Claude Denjean – Université de Perpignan Via Domitia (UMR 5136, Framespa)
Claire Soussen – Université du Littoral-Côte-d’Opale (UR 4030, HLLI)
Le roi et ses juifs dans les monarchies occidentales (péninsule Ibérique, France, Angleterre
L’article examine l’évolution de la place des juifs dans la durée au sein des monarchies féodales et prémodernes, à travers quelques cas emblématiques. L’opinion commune ignore souvent l’existence des juifs dans le monde féodal avant la législation sur les « usuriers » et leur expulsion à partir de la fin du XIIe siècle ; or les juifs y sont présents. Nous partons donc du Midi des cartulaires, de la Narbonne des « rois des juifs », à la recherche des juifs de ce monde féodal et de leur « invention » qui suivit l’expansion notariale et l’arrivée de l’État capétien après la Croisade. L’Angleterre et la péninsule Ibérique font elles aussi l’objet d’un examen.

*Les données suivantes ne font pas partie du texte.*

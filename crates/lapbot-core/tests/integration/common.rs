//! Test utilities and mock implementations for integration tests.
//!
//! Provides in-memory implementations of [`LlmProvider`] and
//! [`CatalogSource`] so the services can be tested without network access.

use std::collections::HashMap;
use std::path::Path;
use std::sync::atomic::{AtomicUsize, Ordering};
use std::sync::{Arc, Mutex};
use std::time::Duration;

use lapbot_core::traits::{CatalogSource, LlmProvider, PageSource};
use lapbot_core::{
    AppError, CircuitBreakerConfig, EnrichConfig, LlmRequest, PipelineEvent, ProgressReporter,
    RetryPolicy,
};
use serde_json::Value;
use tokio::time::Instant;
use tokio_util::sync::CancellationToken;

// =============================================================================
// MockLlmProvider
// =============================================================================

type Responder = dyn Fn(&LlmRequest, usize) -> Result<String, AppError> + Send + Sync;

/// LLM provider answering through a closure.
///
/// The closure receives the request and the 0-based index of the call, so
/// tests can fail the first attempts and succeed later.
#[derive(Clone)]
pub struct MockLlmProvider {
    responder: Arc<Responder>,
    calls: Arc<AtomicUsize>,
    prompts: Arc<Mutex<Vec<String>>>,
    call_times: Arc<Mutex<Vec<Instant>>>,
    delay: Duration,
}

impl MockLlmProvider {
    pub fn new<F>(responder: F) -> Self
    where
        F: Fn(&LlmRequest, usize) -> Result<String, AppError> + Send + Sync + 'static,
    {
        Self {
            responder: Arc::new(responder),
            calls: Arc::new(AtomicUsize::new(0)),
            prompts: Arc::new(Mutex::new(Vec::new())),
            call_times: Arc::new(Mutex::new(Vec::new())),
            delay: Duration::ZERO,
        }
    }

    /// Returns the same text for every call.
    pub fn always(text: &str) -> Self {
        let text = text.to_string();
        Self::new(move |_, _| Ok(text.clone()))
    }

    /// Sleeps before answering, to simulate a slow API.
    pub fn with_delay(mut self, delay: Duration) -> Self {
        self.delay = delay;
        self
    }

    pub fn call_count(&self) -> usize {
        self.calls.load(Ordering::SeqCst)
    }

    pub fn prompts(&self) -> Vec<String> {
        self.prompts.lock().unwrap().clone()
    }

    /// Tokio instants at which each call started.
    pub fn call_times(&self) -> Vec<Instant> {
        self.call_times.lock().unwrap().clone()
    }
}

impl LlmProvider for MockLlmProvider {
    fn name(&self) -> &'static str {
        "mock"
    }

    fn model(&self) -> &str {
        "mock-model"
    }

    async fn generate(&self, request: &LlmRequest) -> Result<String, AppError> {
        let index = self.calls.fetch_add(1, Ordering::SeqCst);
        self.call_times.lock().unwrap().push(Instant::now());
        self.prompts.lock().unwrap().push(request.prompt.clone());
        if !self.delay.is_zero() {
            tokio::time::sleep(self.delay).await;
        }
        (self.responder)(request, index)
    }
}

/// Pipeline settings without rate limiting and with millisecond backoff.
pub fn fast_config() -> EnrichConfig {
    EnrichConfig::default()
        .with_requests_per_minute(0)
        .with_retry(RetryPolicy {
            max_attempts: 3,
            base_delay: Duration::from_millis(1),
        })
        .with_circuit_breaker(CircuitBreakerConfig {
            failure_threshold: 100,
            ..CircuitBreakerConfig::default()
        })
}

// =============================================================================
// RecordingReporter
// =============================================================================

/// Keeps pipeline events as short labels, plus the waits of open circuits.
#[derive(Clone, Default)]
pub struct RecordingReporter {
    events: Arc<Mutex<Vec<&'static str>>>,
    circuit_waits: Arc<Mutex<Vec<Duration>>>,
}

impl RecordingReporter {
    pub fn events(&self) -> Vec<&'static str> {
        self.events.lock().unwrap().clone()
    }

    pub fn count(&self, label: &str) -> usize {
        self.events().iter().filter(|e| **e == label).count()
    }

    pub fn circuit_waits(&self) -> Vec<Duration> {
        self.circuit_waits.lock().unwrap().clone()
    }
}

impl ProgressReporter for RecordingReporter {
    fn report(&self, event: PipelineEvent<'_>) {
        let label = match event {
            PipelineEvent::Started { .. } => "started",
            PipelineEvent::ItemFinished { .. } => "item_finished",
            PipelineEvent::RetryScheduled { .. } => "retry_scheduled",
            PipelineEvent::CircuitOpen { retry_after, .. } => {
                self.circuit_waits.lock().unwrap().push(retry_after);
                "circuit_open"
            }
            PipelineEvent::BatchFlushed { .. } => "batch_flushed",
            PipelineEvent::Finished { .. } => "finished",
        };
        self.events.lock().unwrap().push(label);
    }
}

// =============================================================================
// MockCatalogSource
// =============================================================================

/// Catalog backed by fixed JSON and HTML fixtures.
#[derive(Clone, Default)]
pub struct MockCatalogSource {
    pub products: Vec<Value>,
    /// Comment pages, page 1 first. Pages past the end are empty.
    pub comment_pages: Vec<Vec<Value>>,
    /// Timeouts to return for a page before it succeeds.
    pub comment_timeouts: Arc<Mutex<HashMap<u32, u32>>>,
    pub recommendations: HashMap<String, Vec<String>>,
    pub details: HashMap<String, Value>,
    /// Failures to return for a detail batch containing the id.
    pub detail_failures: Arc<Mutex<HashMap<String, u32>>>,
    /// Cancelled once a detail batch has been served.
    pub cancel_after_details: Option<CancellationToken>,
    /// HTML by url; unknown urls fail with a network error.
    pub pages: HashMap<String, String>,
    pub comment_requests: Arc<Mutex<Vec<u32>>>,
    pub page_requests: Arc<Mutex<Vec<String>>>,
}

impl MockCatalogSource {
    pub fn new() -> Self {
        Self::default()
    }

    pub fn with_comment_timeouts(self, page: u32, count: u32) -> Self {
        self.comment_timeouts.lock().unwrap().insert(page, count);
        self
    }

    pub fn with_detail_failures(self, id: &str, count: u32) -> Self {
        self.detail_failures
            .lock()
            .unwrap()
            .insert(id.to_string(), count);
        self
    }
}

impl CatalogSource for MockCatalogSource {
    async fn fetch_products(&self) -> Result<Vec<Value>, AppError> {
        Ok(self.products.clone())
    }

    async fn fetch_comment_page(&self, page: u32) -> Result<Vec<Value>, AppError> {
        self.comment_requests.lock().unwrap().push(page);
        {
            let mut timeouts = self.comment_timeouts.lock().unwrap();
            if let Some(left) = timeouts.get_mut(&page) {
                if *left > 0 {
                    *left -= 1;
                    return Err(AppError::Timeout(30));
                }
            }
        }
        Ok(self
            .comment_pages
            .get(page as usize - 1)
            .cloned()
            .unwrap_or_default())
    }

    async fn fetch_recommendations(&self, product_id: &str) -> Result<Vec<String>, AppError> {
        self.recommendations
            .get(product_id)
            .cloned()
            .ok_or_else(|| AppError::NetworkError(format!("no recommendations for {product_id}")))
    }

    async fn fetch_products_by_ids(&self, ids: &[String]) -> Result<Vec<Value>, AppError> {
        {
            let mut failures = self.detail_failures.lock().unwrap();
            for id in ids {
                if let Some(left) = failures.get_mut(id) {
                    if *left > 0 {
                        *left -= 1;
                        return Err(AppError::NetworkError(format!("details of {id} failed")));
                    }
                }
            }
        }
        if let Some(token) = &self.cancel_after_details {
            token.cancel();
        }
        Ok(ids
            .iter()
            .filter_map(|id| self.details.get(id).cloned())
            .collect())
    }
}

impl PageSource for MockCatalogSource {
    async fn fetch_page(&self, url: &str) -> Result<String, AppError> {
        self.page_requests.lock().unwrap().push(url.to_string());
        self.pages
            .get(url)
            .cloned()
            .ok_or_else(|| AppError::NetworkError(format!("404 for {url}")))
    }
}

// =============================================================================
// Fixtures
// =============================================================================

pub fn write_file(path: &Path, content: &str) {
    std::fs::write(path, content).unwrap();
}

- Angleterre, crédit, féodalité, France, juifs, péninsule Ibérique
Marie Dejoux – Université Paris 1 Panthéon-Sorbonne, Laboratoire de médiévistique occidentale de Paris, Institut universitaire de France
Des juifs attachés à la glèbe de leur seigneur ? Pour une relecture de la « législation » capétienne, 1223-1254
Cet article propose une relecture des ordonnances prises par les rois de France contre les usuriers juifs au premier XIIIe siècle, celles-ci ayant longtemps été appréhendées comme des législations visant à fixer un statut pérenne à l’ensemble des juifs du royaume, notamment à les attacher durablement, comme les serfs, à la glèbe de leur seigneur. En les réinsérant dans le contexte précis dans lequel elles ont été édictées, des captiones (c’est-à-dire des épisodes de capture des juifs contre rançon), et en repartant des originaux et de leur conservation, nous démontrons ici que ces « ordonnances » étaient moins normatives que prescriptives. Elles n’avaient vocation à contraindre la mobilité des juifs que temporairement, le temps que le roi et ses barons confisquent les créances des usuriers juifs.
- Capétiens, juifs, usure, législation, serfs, captiones
Manon Banoun
Repérer et étudier les quartiers juifs médiévaux de Paris : une analyse spatiale du quartier dit de la Tacherie au XIIIe siècle
Cette étude propose une nouvelle approche méthodologique pour l’analyse des quartiers juifs médiévaux de Paris, notamment du quartier dit de la Tacherie, situé sur la rive droite de la Seine et occupé par plusieurs foyers juifs de la fin du XIIe siècle ou le début du XIIIe siècle jusqu’en 1306. Pour mieux circonscrire l’implantation urbaine des communautés juives dans ce secteur, plusieurs types de sources (fiscales, toponymiques, planimétriques) sont croisés. En combinant ces différentes données à une approche régressive du parcellaire actuel, il est possible de mieux localiser les équipements cultuels de ce quartier et de mieux comprendre son organisation interne, donc d’approcher l’espace vécu des communautés juives et leur insertion dans la ville.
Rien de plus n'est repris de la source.